▶ PROMPT
Once the line containing "pub fn try_insert_checked(&mut" is found in the records below, return it and each following line exactly, up to and including the line containing "let result = self.try_insert_unique(value)?;", and nothing else.

• • •

//! INSERT operations for RbTree.
//!
//! This module contains the unique and multi insertion paths, their hinted
//! forms, the range forms and the fallible `try_*` variants. Every insert
//! searches first, allocates second and links last, so a failed allocation
//! leaves the tree exactly as it was.

use log::trace;

use crate::compare::TreeCompare;
use crate::error::{ModifyResult, RbTreeError, RbTreeResultExt};
use crate::types::{Handle, RbNode, RbTree, SearchResult, Side, END_NODE, NULL_NODE, NodeId};

impl<T, C: TreeCompare<T>> RbTree<T, C> {
    // ============================================================================
    // SEARCH FOR AN INSERTION POINT
    // ============================================================================

    /// Locate `key`, or the empty slot where it would be linked.
    pub(crate) fn find_equal(&self, key: &C::Key) -> SearchResult {
        let mut nd = self.root();
        if nd == NULL_NODE {
            return SearchResult::Vacant(END_NODE, Side::Left);
        }
        loop {
            let nd_key = self.compare.key(self.node_value(nd));
            if self.compare.less(key, nd_key) {
                if self.left(nd) == NULL_NODE {
                    return SearchResult::Vacant(nd, Side::Left);
                }
                nd = self.left(nd);
            } else if self.compare.less(nd_key, key) {
                if self.right(nd) == NULL_NODE {
                    return SearchResult::Vacant(nd, Side::Right);
                }
                nd = self.right(nd);
            } else {
                return SearchResult::Found(nd);
            }
        }
    }

    /// Like [`find_equal`](Self::find_equal), but first checks whether `key`
    /// belongs right before or right after `hint`, which costs O(1) when it
    /// does. A bad or stale hint falls back to the full search.
    pub(crate) fn find_equal_hint(&self, hint: NodeId, key: &C::Key) -> SearchResult {
        if hint != END_NODE && !self.is_element(hint) {
            return self.find_equal(key);
        }

        if hint == END_NODE || self.compare.less(key, self.key_of(hint)) {
            // key < *hint
            if hint == self.begin {
                return SearchResult::Vacant(hint, Side::Left);
            }
            let prior = self.prev_node(hint);
            if self.compare.less(self.key_of(prior), key) {
                // *prev(hint) < key < *hint
                return if self.left(hint) == NULL_NODE {
                    SearchResult::Vacant(hint, Side::Left)
                } else {
                    SearchResult::Vacant(prior, Side::Right)
                };
            }
            // key <= *prev(hint)
            return self.find_equal(key);
        }

        if self.compare.less(self.key_of(hint), key) {
            // *hint < key
            let next = self.next_node(hint);
            if next == END_NODE || self.compare.less(key, self.key_of(next)) {
                // *hint < key < *next(hint)
                return if self.right(hint) == NULL_NODE {
                    SearchResult::Vacant(hint, Side::Right)
                } else {
                    SearchResult::Vacant(next, Side::Left)
                };
            }
            // *next(hint) <= key
            return self.find_equal(key);
        }

        SearchResult::Found(hint)
    }

    /// Leaf slot after every element equivalent to `key`.
    pub(crate) fn find_leaf_high(&self, key: &C::Key) -> (NodeId, Side) {
        let mut nd = self.root();
        if nd == NULL_NODE {
            return (END_NODE, Side::Left);
        }
        loop {
            if self.compare.less(key, self.key_of(nd)) {
                if self.left(nd) == NULL_NODE {
                    return (nd, Side::Left);
                }
                nd = self.left(nd);
            } else {
                if self.right(nd) == NULL_NODE {
                    return (nd, Side::Right);
                }
                nd = self.right(nd);
            }
        }
    }

    /// Leaf slot before every element equivalent to `key`.
    pub(crate) fn find_leaf_low(&self, key: &C::Key) -> (NodeId, Side) {
        let mut nd = self.root();
        if nd == NULL_NODE {
            return (END_NODE, Side::Left);
        }
        loop {
            if self.compare.less(self.key_of(nd), key) {
                if self.right(nd) == NULL_NODE {
                    return (nd, Side::Right);
                }
                nd = self.right(nd);
            } else {
                if self.left(nd) == NULL_NODE {
                    return (nd, Side::Left);
                }
                nd = self.left(nd);
            }
        }
    }

    /// Leaf slot for a multi insert near `hint`: directly before `hint` when
    /// the order allows it, otherwise as close to `hint` as the order permits.
    pub(crate) fn find_leaf(&self, hint: NodeId, key: &C::Key) -> (NodeId, Side) {
        if hint != END_NODE && !self.is_element(hint) {
            return self.find_leaf_high(key);
        }

        if hint == END_NODE || !self.compare.less(self.key_of(hint), key) {
            // key <= *hint
            if hint == self.begin {
                return (hint, Side::Left);
            }
            let prior = self.prev_node(hint);
            if !self.compare.less(key, self.key_of(prior)) {
                // *prev(hint) <= key <= *hint
                return if self.left(hint) == NULL_NODE {
                    (hint, Side::Left)
                } else {
                    (prior, Side::Right)
                };
            }
            // key < *prev(hint)
            return self.find_leaf_high(key);
        }
        // *hint < key
        self.find_leaf_low(key)
    }

    #[inline]
    pub(crate) fn key_of(&self, x: NodeId) -> &C::Key {
        self.compare.key(self.node_value(x))
    }

    // ============================================================================
    // LINKING
    // ============================================================================

    /// Link the detached node `id` into the empty `side` slot of `parent`
    /// and rebalance.
    fn insert_node_at(&mut self, parent: NodeId, side: Side, id: NodeId) {
        self.set_parent(id, parent);
        self.set_child(parent, side, id);

        // The new node is the new minimum iff it hangs left of the old one.
        let begin_left = self.left(self.begin);
        if begin_left != NULL_NODE {
            self.begin = begin_left;
        }

        let root = self.root();
        self.balance_after_insert(root, id);
        self.len += 1;
        trace!("linked node {} under {} ({:?}), len {}", id, parent, side, self.len);

        self.debug_validate("insert");
    }

    fn link_new(&mut self, parent: NodeId, side: Side, value: T) -> NodeId {
        let id = self.nodes.allocate(RbNode::leaf(value));
        self.insert_node_at(parent, side, id);
        id
    }

    // ============================================================================
    // PUBLIC INSERT API
    // ============================================================================

    /// Insert `value` unless an equivalent element is present.
    ///
    /// Returns the handle of the inserted element and `true`, or the handle
    /// of the existing equivalent element and `false`; in that case `value`
    /// is dropped and the tree is unchanged.
    ///
    /// # Examples
    ///
    /// ```
    /// use rbtree::RbTree;
    ///
    /// let mut tree = RbTree::new();
    /// let (first, inserted) = tree.insert_unique(7);
    /// assert!(inserted);
    /// let (again, inserted) = tree.insert_unique(7);
    /// assert!(!inserted);
    /// assert_eq!(first, again);
    /// assert_eq!(tree.len(), 1);
    /// ```
    pub fn insert_unique(&mut self, value: T) -> (Handle, bool) {
        match self.find_equal(self.compare.key(&value)) {
            SearchResult::Found(id) => (Handle(id), false),
            SearchResult::Vacant(parent, side) => (Handle(self.link_new(parent, side, value)), true),
        }
    }

    /// Insert `value` unless an equivalent element is present, using `hint`
    /// as a guess for the position right after the new element.
    ///
    /// The result is the same as [`insert_unique`](Self::insert_unique); a
    /// good hint only makes it faster.
    pub fn insert_unique_hint(&mut self, hint: Handle, value: T) -> Handle {
        match self.find_equal_hint(hint.0, self.compare.key(&value)) {
            SearchResult::Found(id) => Handle(id),
            SearchResult::Vacant(parent, side) => Handle(self.link_new(parent, side, value)),
        }
    }

    /// Insert `value` after every element equivalent to it.
    ///
    /// # Examples
    ///
    /// ```
    /// use rbtree::{ByFirst, RbTree};
    ///
    /// let mut tree = RbTree::with_comparator(ByFirst);
    /// tree.insert_multi((1, "a"));
    /// tree.insert_multi((1, "b"));
    /// tree.insert_multi((0, "c"));
    /// let order: Vec<_> = tree.iter().map(|&(_, v)| v).collect();
    /// assert_eq!(order, ["c", "a", "b"]);
    /// ```
    pub fn insert_multi(&mut self, value: T) -> Handle {
        let (parent, side) = self.find_leaf_high(self.compare.key(&value));
        Handle(self.link_new(parent, side, value))
    }

    /// Insert `value` as close as the order allows to just before `hint`.
    pub fn insert_multi_hint(&mut self, hint: Handle, value: T) -> Handle {
        let (parent, side) = self.find_leaf(hint.0, self.compare.key(&value));
        Handle(self.link_new(parent, side, value))
    }

    /// Unique-insert every value of `iter`, hinting at the end.
    pub fn insert_unique_iter<I: IntoIterator<Item = T>>(&mut self, iter: I) {
        for value in iter {
            self.insert_unique_hint(Handle::END, value);
        }
    }

    /// Multi-insert every value of `iter`, hinting at the end.
    pub fn insert_multi_iter<I: IntoIterator<Item = T>>(&mut self, iter: I) {
        for value in iter {
            self.insert_multi_hint(Handle::END, value);
        }
    }

    // ============================================================================
    // FALLIBLE INSERT API
    // ============================================================================

    /// Like [`insert_unique`](Self::insert_unique), but reports allocation
    /// failure instead of aborting.
    ///
    /// On error the tree is unchanged and `value` is dropped.
    pub fn try_insert_unique(&mut self, value: T) -> ModifyResult<(Handle, bool)> {
        match self.find_equal(self.compare.key(&value)) {
            SearchResult::Found(id) => Ok((Handle(id), false)),
            SearchResult::Vacant(parent, side) => {
                let id = self
                    .nodes
                    .try_allocate(RbNode::leaf(value))
                    .with_operation("try_insert_unique")?;
                self.insert_node_at(parent, side, id);
                Ok((Handle(id), true))
            }
        }
    }

    /// Like [`insert_multi`](Self::insert_multi), but reports allocation
    /// failure instead of aborting.
    pub fn try_insert_multi(&mut self, value: T) -> ModifyResult<Handle> {
        let (parent, side) = self.find_leaf_high(self.compare.key(&value));
        let id = self
            .nodes
            .try_allocate(RbNode::leaf(value))
            .with_operation("try_insert_multi")?;
        self.insert_node_at(parent, side, id);
        Ok(Handle(id))
    }

    /// Unique insert with full invariant validation before and after.
    pub fn try_insert_checked(&mut self, value: T) -> ModifyResult<(Handle, bool)> {
        if let Err(e) = self.check_invariants_detailed() {
            return Err(RbTreeError::DataIntegrityError(e));
        }

        let result = self.try_insert_unique(value)?;

        if let Err(e) = self.check_invariants_detailed() {
            return Err(RbTreeError::DataIntegrityError(e));
        }

        Ok(result)
    }
}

• • •

▶ ANSWER FOR THIS EXERCISE
    pub fn try_insert_checked(&mut self, value: T) -> ModifyResult<(Handle, bool)> {
        if let Err(e) = self.check_invariants_detailed() {
            return Err(RbTreeError::DataIntegrityError(e));
        }

        let result = self.try_insert_unique(value)?;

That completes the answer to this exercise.